Your instructions
Using the entries below, output each line exactly from the first through the one that contains "pub struct BindingId;".

(Collected data)

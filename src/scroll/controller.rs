use std::collections::BTreeMap;

use slotmap::{SlotMap, new_key_type};

use crate::{
    animation::timeline::{TargetProperty, Timeline},
    foundation::core::{ElementId, Viewport},
    foundation::error::{ReelError, ReelResult},
    scroll::binding::{ScrollBinding, ScrollRegion},
    scroll::layout::LayoutProbe,
    scroll::scrub::ScrubFilter,
    scroll::sink::PropertySink,
};

new_key_type! {
    /// Handle to a registered scroll binding.
    pub struct BindingId;
    /// Handle to a running auto-play timeline.
    pub struct PlaybackId;
}

struct BindingState {
    binding: ScrollBinding,
    region: Option<ScrollRegion>,
    filter: ScrubFilter,
    dirty: bool,
    last_displayed: Option<f64>,
    last_applied: BTreeMap<TargetProperty, f64>,
    last_scroll_y: Option<f64>,
    reset_applied: bool,
    evaluations: u64,
}

struct Playback {
    section: ElementId,
    timeline: Timeline,
    duration_secs: f64,
    elapsed_secs: f64,
    last_applied: BTreeMap<TargetProperty, f64>,
}

/// Measured region of a pinned binding.
#[derive(Clone, Debug, PartialEq, serde::Serialize)]
pub struct PinnedRegion {
    /// Owning section.
    pub section: ElementId,
    /// Pinned element.
    pub trigger: ElementId,
    /// Pin interval in document pixels.
    pub region: ScrollRegion,
    /// Explicit reveal fraction, if declared.
    pub reveal: Option<f64>,
}

/// Registry of scroll bindings driven by the per-frame tick.
///
/// Bindings are kept in registration order, which is document order when sections mount top to
/// bottom. Removing a binding drops every piece of per-frame state tied to it, so a later tick can
/// never evaluate its timeline again.
pub struct ScrollController {
    bindings: SlotMap<BindingId, BindingState>,
    order: Vec<BindingId>,
    playbacks: SlotMap<PlaybackId, Playback>,
    viewport: Viewport,
    scroll_y: f64,
    max_scroll: f64,
}

impl ScrollController {
    /// Empty controller for `viewport`.
    pub fn new(viewport: Viewport) -> Self {
        Self {
            bindings: SlotMap::with_key(),
            order: Vec::new(),
            playbacks: SlotMap::with_key(),
            viewport,
            scroll_y: 0.0,
            max_scroll: 0.0,
        }
    }

    /// Register `binding`, measure it against `probe` and re-measure everything else.
    ///
    /// Returns `None` (and registers nothing) when the trigger element is not mounted.
    pub fn bind<P: LayoutProbe>(
        &mut self,
        binding: ScrollBinding,
        probe: &mut P,
    ) -> Option<BindingId> {
        if !probe.contains(&binding.trigger) {
            tracing::warn!(trigger = %binding.trigger, "trigger not mounted; binding skipped");
            return None;
        }
        let filter = ScrubFilter::new(binding.scrub);
        let id = self.bindings.insert(BindingState {
            binding,
            region: None,
            filter,
            dirty: true,
            last_displayed: None,
            last_applied: BTreeMap::new(),
            last_scroll_y: None,
            reset_applied: false,
            evaluations: 0,
        });
        self.order.push(id);
        self.refresh(probe);
        Some(id)
    }

    /// Remove a binding. Its timeline is never evaluated again.
    ///
    /// Pin spacers are only released by the next [`ScrollController::refresh`].
    pub fn unbind(&mut self, id: BindingId) -> bool {
        let removed = self.bindings.remove(id).is_some();
        if removed {
            self.order.retain(|&o| o != id);
            tracing::debug!(?id, "binding removed");
        }
        removed
    }

    /// Remove every binding and playback owned by `section`. Returns the number removed.
    pub fn unbind_section(&mut self, section: &ElementId) -> usize {
        let doomed: Vec<BindingId> = self
            .order
            .iter()
            .copied()
            .filter(|&id| {
                self.bindings
                    .get(id)
                    .is_some_and(|s| &s.binding.section == section)
            })
            .collect();
        let mut n = 0;
        for id in doomed {
            if self.unbind(id) {
                n += 1;
            }
        }
        let before = self.playbacks.len();
        self.playbacks.retain(|_, p| &p.section != section);
        n + (before - self.playbacks.len())
    }

    /// Play `timeline` over `duration_secs` of wall time, starting on the next tick.
    pub fn play(
        &mut self,
        section: impl Into<ElementId>,
        timeline: Timeline,
        duration_secs: f64,
    ) -> ReelResult<PlaybackId> {
        if !(duration_secs > 0.0 && duration_secs.is_finite()) {
            return Err(ReelError::timeline(format!(
                "auto-play duration must be > 0 (got {duration_secs})"
            )));
        }
        Ok(self.playbacks.insert(Playback {
            section: section.into(),
            timeline,
            duration_secs,
            elapsed_secs: 0.0,
            last_applied: BTreeMap::new(),
        }))
    }

    /// Re-measure every binding: declare pin spacers, then read trigger positions.
    #[tracing::instrument(skip_all, fields(bindings = self.order.len()))]
    pub fn refresh<P: LayoutProbe>(&mut self, probe: &mut P) {
        self.viewport = probe.viewport();
        let vh = self.viewport.height;

        let spacers: Vec<(ElementId, f64)> = self
            .order
            .iter()
            .filter_map(|&id| self.bindings.get(id))
            .filter_map(|s| {
                s.binding
                    .mode
                    .spacer_px(vh)
                    .map(|px| (s.binding.trigger.clone(), px))
            })
            .collect();
        probe.set_pin_spacers(&spacers);

        for &id in &self.order {
            let Some(state) = self.bindings.get_mut(id) else {
                continue;
            };
            state.region = probe
                .element_top(&state.binding.trigger)
                .map(|top| state.binding.mode.region(top, vh));
            if state.region.is_none() {
                tracing::warn!(trigger = %state.binding.trigger, "trigger vanished; binding idle");
            }
            state.dirty = true;
        }

        // A document shorter than the viewport reports a negative distance.
        let max = probe.max_scroll();
        self.max_scroll = if max.is_finite() { max.max(0.0) } else { 0.0 };
        self.scroll_y = self.scroll_y.clamp(0.0, self.max_scroll);
        tracing::debug!(max_scroll = self.max_scroll, "layout refreshed");
    }

    /// Record the current scroll offset (clamped to the document) and return it.
    pub fn set_scroll(&mut self, y: f64) -> f64 {
        self.scroll_y = if y.is_nan() {
            0.0
        } else {
            y.clamp(0.0, self.max_scroll)
        };
        self.scroll_y
    }

    /// Current scroll offset.
    pub fn scroll_y(&self) -> f64 {
        self.scroll_y
    }

    /// Maximum scroll offset measured by the last refresh.
    pub fn max_scroll(&self) -> f64 {
        self.max_scroll
    }

    /// Viewport measured by the last refresh.
    pub fn viewport(&self) -> Viewport {
        self.viewport
    }

    /// Number of live bindings.
    pub fn len(&self) -> usize {
        self.order.len()
    }

    /// Return `true` when nothing is bound.
    pub fn is_empty(&self) -> bool {
        self.order.is_empty()
    }

    /// Return `true` while `id` is registered.
    pub fn contains(&self, id: BindingId) -> bool {
        self.bindings.contains_key(id)
    }

    /// Return `true` while the auto-play `id` is still running.
    pub fn is_playing(&self, id: PlaybackId) -> bool {
        self.playbacks.contains_key(id)
    }

    /// Borrow a registered binding.
    pub fn binding(&self, id: BindingId) -> Option<&ScrollBinding> {
        self.bindings.get(id).map(|s| &s.binding)
    }

    /// Last measured region of a binding.
    pub fn region(&self, id: BindingId) -> Option<ScrollRegion> {
        self.bindings.get(id).and_then(|s| s.region)
    }

    /// Number of timeline evaluations performed for `id`.
    pub fn evaluations(&self, id: BindingId) -> Option<u64> {
        self.bindings.get(id).map(|s| s.evaluations)
    }

    /// Measured pinned regions in registration order.
    pub fn pinned_regions(&self) -> Vec<PinnedRegion> {
        self.order
            .iter()
            .filter_map(|&id| self.bindings.get(id))
            .filter(|s| s.binding.is_pinned())
            .filter_map(|s| {
                s.region.map(|region| PinnedRegion {
                    section: s.binding.section.clone(),
                    trigger: s.binding.trigger.clone(),
                    region,
                    reveal: s.binding.reveal,
                })
            })
            .collect()
    }

    /// Binding and region triggered by `element`, preferring a pinned binding.
    pub fn find_region(&self, element: &ElementId) -> Option<(&ScrollBinding, ScrollRegion)> {
        let mut candidates = self
            .order
            .iter()
            .filter_map(|&id| self.bindings.get(id))
            .filter(|s| &s.binding.trigger == element)
            .filter_map(|s| s.region.map(|r| (&s.binding, r)));
        let first = candidates.next()?;
        if first.0.is_pinned() {
            return Some(first);
        }
        Some(candidates.find(|(b, _)| b.is_pinned()).unwrap_or(first))
    }

    /// Return `true` while some binding is still catching up or an entrance is playing.
    pub fn needs_frame(&self) -> bool {
        if !self.playbacks.is_empty() {
            return true;
        }
        self.bindings.values().any(|s| {
            s.region.is_some_and(|r| {
                s.dirty || !s.filter.is_settled(r.progress(self.scroll_y))
            })
        })
    }

    /// Advance one animation frame by `dt_secs` and push changed values into `sink`.
    ///
    /// Returns the number of values applied.
    pub fn tick<S: PropertySink>(&mut self, dt_secs: f64, sink: &mut S) -> usize {
        let y = self.scroll_y;
        let mut applied = 0;

        for &id in &self.order {
            let Some(state) = self.bindings.get_mut(id) else {
                continue;
            };
            let Some(region) = state.region else {
                continue;
            };

            let left_back = state
                .last_scroll_y
                .is_some_and(|prev| prev > region.start_px && y <= region.start_px);
            if left_back && !state.reset_applied {
                for (target, value) in &state.binding.leave_back {
                    applied += apply_changed(&mut state.last_applied, target, *value, sink);
                }
                state.reset_applied = true;
                tracing::trace!(trigger = %state.binding.trigger, "leave-back reset applied");
            }
            if y > region.start_px {
                state.reset_applied = false;
            }
            state.last_scroll_y = Some(y);

            let displayed = state.filter.update(region.progress(y), dt_secs);
            if !state.dirty && state.last_displayed == Some(displayed) {
                continue;
            }
            state.dirty = false;
            state.last_displayed = Some(displayed);
            state.evaluations += 1;

            for (target, value) in state.binding.timeline.evaluate(displayed) {
                applied += apply_changed(&mut state.last_applied, &target, value, sink);
            }
        }

        let mut finished = Vec::new();
        for (pid, pb) in self.playbacks.iter_mut() {
            pb.elapsed_secs += dt_secs.max(0.0);
            let p = (pb.elapsed_secs / pb.duration_secs).min(1.0);
            for (target, value) in pb.timeline.evaluate(p) {
                applied += apply_changed(&mut pb.last_applied, &target, value, sink);
            }
            if p >= 1.0 {
                finished.push(pid);
            }
        }
        for pid in finished {
            if let Some(pb) = self.playbacks.remove(pid) {
                tracing::debug!(section = %pb.section, "auto-play finished");
                // The entrance wrote over scroll-driven values; make those bindings re-apply.
                for state in self.bindings.values_mut() {
                    if state.binding.section == pb.section {
                        state.dirty = true;
                        state.last_applied.clear();
                    }
                }
            }
        }

        tracing::trace!(scroll_y = y, applied, "tick");
        applied
    }
}

fn apply_changed<S: PropertySink>(
    last: &mut BTreeMap<TargetProperty, f64>,
    target: &TargetProperty,
    value: f64,
    sink: &mut S,
) -> usize {
    if last.get(target) == Some(&value) {
        return 0;
    }
    sink.apply(target, value);
    last.insert(target.clone(), value);
    1
}

#[cfg(test)]
#[path = "../../tests/unit/scroll/controller.rs"]
mod tests;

Expected output
filename src/scroll/controller.rs
use std::collections::BTreeMap;

use slotmap::{SlotMap, new_key_type};

use crate::{
    animation::timeline::{TargetProperty, Timeline},
    foundation::core::{ElementId, Viewport},
    foundation::error::{ReelError, ReelResult},
    scroll::binding::{ScrollBinding, ScrollRegion},
    scroll::layout::LayoutProbe,
    scroll::scrub::ScrubFilter,
    scroll::sink::PropertySink,
};

new_key_type! {
    /// Handle to a registered scroll binding.
    pub struct BindingId;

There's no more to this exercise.